## WORK TO COMPLETE:
Could you filter the data below down to the lines that hold the word "super"?
═════ MATERIAL FOR THIS EXERCISE
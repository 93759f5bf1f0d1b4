//! Raster statistics
//!
//! Masked extrema, contrast stretching and Otsu thresholding over
//! real-valued grids. Every function takes an optional [`Mask`]; `None`
//! means every pixel participates.

use super::{Grid, Mask, Raster};
use crate::error::{Error, Result};

impl Grid<f32> {
    /// Minimum and maximum over the masked pixels
    ///
    /// Returns `None` when no pixel is selected.
    pub fn min_max(&self, mask: Option<&Mask>) -> Option<(f32, f32)> {
        let mut lo = f32::INFINITY;
        let mut hi = f32::NEG_INFINITY;
        let mut seen = false;
        for (i, &v) in self.data().iter().enumerate() {
            if mask.is_some_and(|m| !m.data()[i]) {
                continue;
            }
            lo = lo.min(v);
            hi = hi.max(v);
            seen = true;
        }
        seen.then_some((lo, hi))
    }

    /// Mean over all pixels
    pub fn mean(&self) -> f32 {
        let sum: f64 = self.data().iter().map(|&v| v as f64).sum();
        (sum / self.len() as f64) as f32
    }

    /// Linearly rescale the masked pixels so their range becomes [0, 1]
    ///
    /// Pixels outside the mask are copied unchanged. If the masked pixels
    /// are all equal, they are clipped into [0, 1] instead of rescaled.
    ///
    /// # Errors
    ///
    /// Returns `Error::DimensionMismatch` if the mask size differs.
    pub fn stretch(&self, mask: Option<&Mask>) -> Result<Raster> {
        if let Some(m) = mask {
            self.check_same_size(m)?;
        }
        let Some((lo, hi)) = self.min_max(mask) else {
            return Ok(self.clone());
        };

        let mut out = self.clone();
        let selected = |i: usize| mask.is_none_or(|m| m.data()[i]);
        if lo == hi {
            let value = lo.clamp(0.0, 1.0);
            for (i, v) in out.data_mut().iter_mut().enumerate() {
                if selected(i) {
                    *v = value;
                }
            }
        } else {
            let range = hi - lo;
            for (i, v) in out.data_mut().iter_mut().enumerate() {
                if selected(i) {
                    *v = (*v - lo) / range;
                }
            }
        }
        Ok(out)
    }
}

/// Otsu threshold of a set of values, histogrammed into `bins` bins over
/// `[lo, hi]`
///
/// Values outside the range are clamped into the end bins. The result is
/// the bin boundary (in value units) that maximises the between-class
/// variance. An empty input yields `lo`.
///
/// # Errors
///
/// Returns `Error::InvalidParameter` if `bins < 2` or `lo >= hi`.
pub fn otsu_threshold(values: &[f32], lo: f32, hi: f32, bins: usize) -> Result<f32> {
    if bins < 2 {
        return Err(Error::InvalidParameter(format!(
            "otsu needs at least 2 bins, got {}",
            bins
        )));
    }
    if !(lo < hi) {
        return Err(Error::InvalidParameter(format!(
            "otsu range is empty: [{}, {}]",
            lo, hi
        )));
    }
    if values.is_empty() {
        return Ok(lo);
    }

    let scale = (bins - 1) as f32 / (hi - lo);
    let mut histogram = vec![0u64; bins];
    for &v in values {
        let bin = ((v.clamp(lo, hi) - lo) * scale).round() as usize;
        histogram[bin.min(bins - 1)] += 1;
    }

    let total = values.len() as f64;
    let sum: f64 = histogram
        .iter()
        .enumerate()
        .map(|(i, &c)| i as f64 * c as f64)
        .sum();

    let mut sum_b = 0.0;
    let mut weight_b = 0.0;
    let mut max_variance = 0.0;
    let mut threshold = 0usize;

    for (i, &count) in histogram.iter().enumerate() {
        weight_b += count as f64;
        if weight_b == 0.0 {
            continue;
        }
        let weight_f = total - weight_b;
        if weight_f == 0.0 {
            break;
        }

        sum_b += i as f64 * count as f64;
        let mean_b = sum_b / weight_b;
        let mean_f = (sum - sum_b) / weight_f;
        let variance = weight_b * weight_f * (mean_b - mean_f).powi(2);

        if variance > max_variance {
            max_variance = variance;
            threshold = i;
        }
    }

    Ok(lo + threshold as f32 / scale)
}

/// Otsu threshold of the masked pixels of a raster
///
/// # Errors
///
/// See [`otsu_threshold`]; also fails on a mask size mismatch.
pub fn otsu_masked(raster: &Raster, mask: &Mask, lo: f32, hi: f32, bins: usize) -> Result<f32> {
    raster.check_same_size(mask)?;
    let values: Vec<f32> = raster
        .data()
        .iter()
        .zip(mask.data())
        .filter_map(|(&v, &m)| m.then_some(v))
        .collect();
    otsu_threshold(&values, lo, hi, bins)
}

#[cfg(test)]
mod tests {
    use super::*;

    #[test]
    fn test_min_max_masked() {
        let raster = Raster::from_data(3, 1, vec![5.0, -1.0, 2.0]).unwrap();
        assert_eq!(raster.min_max(None), Some((-1.0, 5.0)));
        let mask = Mask::from_data(3, 1, vec![true, false, true]).unwrap();
        assert_eq!(raster.min_max(Some(&mask)), Some((2.0, 5.0)));
        let none = Mask::new(3, 1).unwrap();
        assert_eq!(raster.min_max(Some(&none)), None);
    }

    #[test]
    fn test_stretch_leaves_unmasked_pixels() {
        let raster = Raster::from_data(4, 1, vec![2.0, 4.0, 6.0, 100.0]).unwrap();
        let mask = Mask::from_data(4, 1, vec![true, true, true, false]).unwrap();
        let out = raster.stretch(Some(&mask)).unwrap();
        assert_eq!(out.data(), &[0.0, 0.5, 1.0, 100.0]);
    }

    #[test]
    fn test_stretch_constant_is_clipped() {
        let raster = Raster::new_with_value(2, 2, 3.0).unwrap();
        let out = raster.stretch(None).unwrap();
        assert!(out.data().iter().all(|&v| v == 1.0));
        let raster = Raster::new_with_value(2, 2, 0.25).unwrap();
        let out = raster.stretch(None).unwrap();
        assert!(out.data().iter().all(|&v| v == 0.25));
    }

    #[test]
    fn test_otsu_bimodal() {
        let mut values = vec![0.1f32; 100];
        values.extend(std::iter::repeat_n(0.9f32, 100));
        let t = otsu_threshold(&values, 0.0, 1.0, 256).unwrap();
        assert!(t >= 0.1 && t < 0.9, "threshold {} not between modes", t);
    }

    #[test]
    fn test_otsu_rejects_bad_range() {
        assert!(otsu_threshold(&[0.5], 1.0, 1.0, 256).is_err());
        assert!(otsu_threshold(&[0.5], 0.0, 1.0, 1).is_err());
        assert_eq!(otsu_threshold(&[], 0.0, 1.0, 256).unwrap(), 0.0);
    }
}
══════════
## SOLVED EXERCISE:
use super::{Grid, Mask, Raster};
    use super::*;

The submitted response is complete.